Christopher A. Shaw

Christopher A. Shaw – Candidate for North Cowichan Council

Please tell us a bit about yourself and what made you decide to run in this election?

I decided to run due to my concerns about the lack of bottom up democracy in North Cowichan. This is typified by how the OCP was ratified (see below). 

The climate science is clear - we need to reduce greenhouse gas (GHG) emissions by at least 45% from 2005 levels by 2030 to address the devastating climate impacts (heat waves, fires, floods, droughts) we face. What priority actions to reduce GHG emissions locally will you advocate to get local government on course to meet that 45% reduction by 2030, less than 7 ½ years from now?

I tend to worry when any group says something like "the science is clear" for any scientific issue.  The impact of human activity on the planet may well contribute to the climate issue, however, it is simplistic to assume that all of it is of human origin. Controlling local gas/diesel use may not noticeably impact the much larger impact of the thousands of cars/trucks from elsewhere. If the goal is to reduce our carbon footprint, we are simply going to have to work with other levels of government to restore the rail line that runs through the valley.

Transportation, mostly in private cars and trucks, is reported to be responsible for 72% of GHG emissions in the Cowichan Valley. What three strategies to reduce emissions from transportation, while also supporting local people getting where they need to go, would you work to implement?

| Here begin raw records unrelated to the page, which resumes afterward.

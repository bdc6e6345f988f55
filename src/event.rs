use crate::{parse_date, CategoryId};
use chrono::{DateTime, FixedOffset};
use serde::Deserialize;
use serde_json::Value;

/// A natural event tracked by EONET.
#[derive(Debug, Clone, PartialEq)]
pub struct Event {
    /// The EONET identifier, e.g. `"EONET_354"`.
    pub id: String,
    pub title: String,
    /// Often empty.
    pub description: String,
    pub link: Option<String>,
    /// When the event was closed, if it has been.
    pub closed: Option<DateTime<FixedOffset>>,
    /// The categories this event belongs to. Never empty.
    pub categories: Vec<CategoryId>,
    /// The observations of this event, in the order EONET reported them.
    pub geometries: Vec<Geometry>,
    /// The date of the most recent observation.
    pub date: DateTime<FixedOffset>,
}

/// A single dated observation of an [`Event`].
#[derive(Debug, Clone, PartialEq)]
pub struct Geometry {
    pub date: DateTime<FixedOffset>,
    /// The GeoJSON geometry type, usually `"Point"` or `"Polygon"`.
    pub kind: String,
    /// The raw GeoJSON coordinates.
    pub coordinates: Value,
}

impl Geometry {
    /// The `(longitude, latitude)` of a point observation.
    pub fn point(&self) -> Option<(f64, f64)> {
        if self.kind != "Point" {
            return None;
        }
        match self.coordinates.as_array()?.as_slice() {
            [lon, lat] => Some((lon.as_f64()?, lat.as_f64()?)),
            _ => None,
        }
    }
}

#[derive(Deserialize)]
struct RawEvent {
    id: String,
    title: String,
    #[serde(default)]
    description: Option<String>,
    #[serde(default)]
    link: Option<String>,
    #[serde(default)]
    closed: Option<String>,
    categories: Vec<RawCategoryRef>,
    #[serde(default)]
    geometries: Vec<Value>,
    #[serde(default)]
    date: Option<String>,
}

#[derive(Deserialize)]
#[serde(untagged)]
enum RawCategoryRef {
    Object { id: CategoryId },
    Bare(CategoryId),
}

#[derive(Deserialize)]
struct RawGeometry {
    date: String,
    #[serde(rename = "type", default)]
    kind: Option<String>,
    #[serde(default)]
    coordinates: Value,
}

impl Event {
    /// Decode an event from one entry of an `/events` response.
    ///
    /// Returns `None` if the event has no `id`, no `title`, no categories, or no observation with
    /// a parseable date. Individual observations with unparseable dates are dropped.
    pub fn from_json(value: &Value) -> Option<Event> {
        let raw = RawEvent::deserialize(value).ok()?;
        if raw.id.is_empty() || raw.categories.is_empty() {
            return None;
        }

        let geometries: Vec<Geometry> = raw.geometries.iter().filter_map(geometry).collect();
        let date = match geometries.iter().map(|g| g.date).max() {
            Some(date) => date,
            None => parse_date(raw.date.as_deref()?)?,
        };

        let closed = raw.closed.as_deref().and_then(|s| {
            let date = parse_date(s);
            if date.is_none() {
                log::trace!("{}: ignoring unparseable close date {:?}", raw.id, s);
            }
            date
        });

        let categories = raw
            .categories
            .into_iter()
            .map(|c| match c {
                RawCategoryRef::Object { id } | RawCategoryRef::Bare(id) => id,
            })
            .collect();

        Some(Event {
            id: raw.id,
            title: raw.title,
            description: raw.description.unwrap_or_default(),
            link: raw.link,
            closed,
            categories,
            geometries,
            date,
        })
    }

    /// Whether this event belongs to the category with the given identifier.
    pub fn is_in(&self, category: &CategoryId) -> bool {
        self.categories.contains(category)
    }
}

fn geometry(value: &Value) -> Option<Geometry> {
    let raw = RawGeometry::deserialize(value).ok()?;
    Some(Geometry {
        date: parse_date(&raw.date)?,
        kind: raw.kind.unwrap_or_default(),
        coordinates: raw.coordinates,
    })
}

#[cfg(test)]
mod tests {
    use super::*;
    use serde_json::json;

    #[test]
    fn decode() {
        let event = Event::from_json(&json!({
            "id": "EONET_1",
            "title": "Fire A",
            "categories": [{"id": 8, "title": "Wildfires"}],
            "geometries": [{"date": "2021-06-01T12:00:00+00:00"}]
        }))
        .unwrap();

        assert_eq!(event.id, "EONET_1");
        assert_eq!(event.title, "Fire A");
        assert_eq!(event.description, "");
        assert_eq!(event.link, None);
        assert_eq!(event.closed, None);
        assert_eq!(event.categories, vec![CategoryId::Number(8)]);
        assert!(event.is_in(&CategoryId::Number(8)));
        assert!(!event.is_in(&CategoryId::Number(10)));
        assert_eq!(event.date, parse_date("2021-06-01T12:00:00Z").unwrap());
    }

    #[test]
    fn date_is_the_latest_observation() {
        let event = Event::from_json(&json!({
            "id": "EONET_2",
            "title": "Storm",
            "description": "A big one",
            "link": "https://eonet.sci.gsfc.nasa.gov/api/v2.1/events/EONET_2",
            "closed": "2021-06-09T00:00:00Z",
            "categories": [10, {"id": 8}],
            "geometries": [
                {"date": "2021-06-02T00:00:00Z", "type": "Point", "coordinates": [-120.5, 38.25]},
                {"date": "2021-06-08T00:00:00Z", "type": "Polygon", "coordinates": [[[0, 0], [1, 1], [0, 1]]]},
                {"date": "yesterday", "type": "Point", "coordinates": [0, 0]},
                {"date": "2021-06-05T00:00:00Z", "type": "Point", "coordinates": [-121.0, 39.0]}
            ]
        }))
        .unwrap();

        assert_eq!(event.description, "A big one");
        assert_eq!(event.categories, vec![CategoryId::Number(10), CategoryId::Number(8)]);
        assert_eq!(event.closed, parse_date("2021-06-09T00:00:00Z"));
        assert_eq!(event.geometries.len(), 3);
        assert_eq!(event.date, parse_date("2021-06-08T00:00:00Z").unwrap());
        assert_eq!(event.geometries[0].point(), Some((-120.5, 38.25)));
        assert_eq!(event.geometries[1].point(), None);
    }

    #[test]
    fn top_level_date_is_a_fallback() {
        let event = Event::from_json(&json!({
            "id": "EONET_3",
            "title": "Iceberg",
            "categories": [{"id": 15}],
            "date": "2020-01-01T00:00:00Z"
        }))
        .unwrap();
        assert!(event.geometries.is_empty());
        assert_eq!(event.date, parse_date("2020-01-01T00:00:00Z").unwrap());
    }

    #[test]
    fn malformed_entries_are_absent() {
        let geometries = json!([{"date": "2021-06-01T12:00:00Z"}]);
        for value in [
            json!({"title": "x", "categories": [8], "geometries": geometries}),
            json!({"id": "", "title": "x", "categories": [8], "geometries": geometries}),
            json!({"id": "E", "categories": [8], "geometries": geometries}),
            json!({"id": "E", "title": "x", "categories": [], "geometries": geometries}),
            json!({"id": "E", "title": "x", "geometries": geometries}),
            json!({"id": "E", "title": "x", "categories": [8]}),
            json!({"id": "E", "title": "x", "categories": [8], "geometries": [{"date": "2021-06-01"}]}),
            json!({"id": 1, "title": "x", "categories": [8], "geometries": geometries}),
            json!([1, 2, 3]),
        ] {
            assert_eq!(Event::from_json(&value), None, "{}", value);
        }
    }
}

License Uber or local alternatives, have rapid rail on the North-South corridor running through the valley, establish a user bike plan for the valley for those trying to connect to that N-S line, give tax credits for car-pooling

We're not only in a climate crisis, we're in multiple overlapping crises, including affordable housing, homelessness, and the opioid overdose crises. If elected to local government, what interconnected solutions would you advocate to address these social and environmental crises in the Cowichan Valley?

Yes, there are many key "crises." The solution lies in more bottom-up democracy and local solutions to local problems. 

The Cowichan Valley is experiencing increasing climate-related cycles of drought and flooding in our watersheds, as well as other damage to natural ecosystems and farmland caused by development pressures. These trends threaten our salmon and our food security. What actions must local government take to better protect our watersheds and drinking water, as well as increase local food production and food security? What protections should local government put in place?

An obvious one would be to prevent any large-scale development and heavy industrial activity close to riparian areas, curtail nitrogen-based fertilizer in the same areas, and empower local councils to come up with more local solutions to pollution and flooding.

Emissions from buildings are second only to transportation emissions here in the Cowichan Valley. Local groups working together on climate change solutions have asked all five of our local governments to commit to getting fossil fuel emissions - gas and oil - out of our built environment. Do you support this move, and what next steps would you advocate local
government take to achieve this?

I think this is an overly simplistic approach, fine in Hollywood movies, but less so in the real world. As always, if those groups want all fossil fuel emissions out of the built environment, they need to come up with local solutions. These are the sorts of things that Council could provide through mediation and consultation.

Most of our local governments have either, like North Cowichan, recently approved a new Official Community Plan (OCP) or are in the process of updating or harmonizing their OCP (CVRD) with stronger social and environmental directions for our Cowichan communities. How would you support the OCP approved for your community in moving forward, including implementing the bylaws needed?

I don't support the OCP as it currently exists, largely for the reason that it was not democratically derived. Having the input of approx. 1000 people in a voting population of 22,000 is not democratic. This is a clear item that needed to go out to referendum. (Fact check:

What do you consider the three most pressing issues facing local government and the one most important thing local government should do on each one?

Housing and homelessness, high taxes, and democratic decision making.

Housing: license private property for laneway homes, carriage houses, RV and small homes. Homelessness links to the overall fiscal crises and transportation. Poorer people can't get to jobs if they have no realistic way to get to those jobs. 

Taxes: Shift some of the tax burden from property owners to a use pay model for other services. Consider a freeze on property taxes for the term of Council to enable businesses and homeowners to begin the process of recovering from the pandemic.

Democratic decision making (see above OCP).

How do you plan to work with other governments within our region, including working with
Local First Nations, as well as the provincial and federal governments?

-Through respectful, but forceful advocacy for all of the people of North Cowichan.

Thanks for the questions.

*Note: Data from MNC shows at least 1,200 people and organizations participated in the development of the 2022 OCP - 4 times higher than the approximately 270 for the 2011 OCP.  North Cowichan received more than 300 written responses from individuals and organizations for the 2022 OCP versus 135 for the 2011 OCP. Written responses for the 2022 OCP totaled more than 500 pages versus 100 pages for OCP 2011.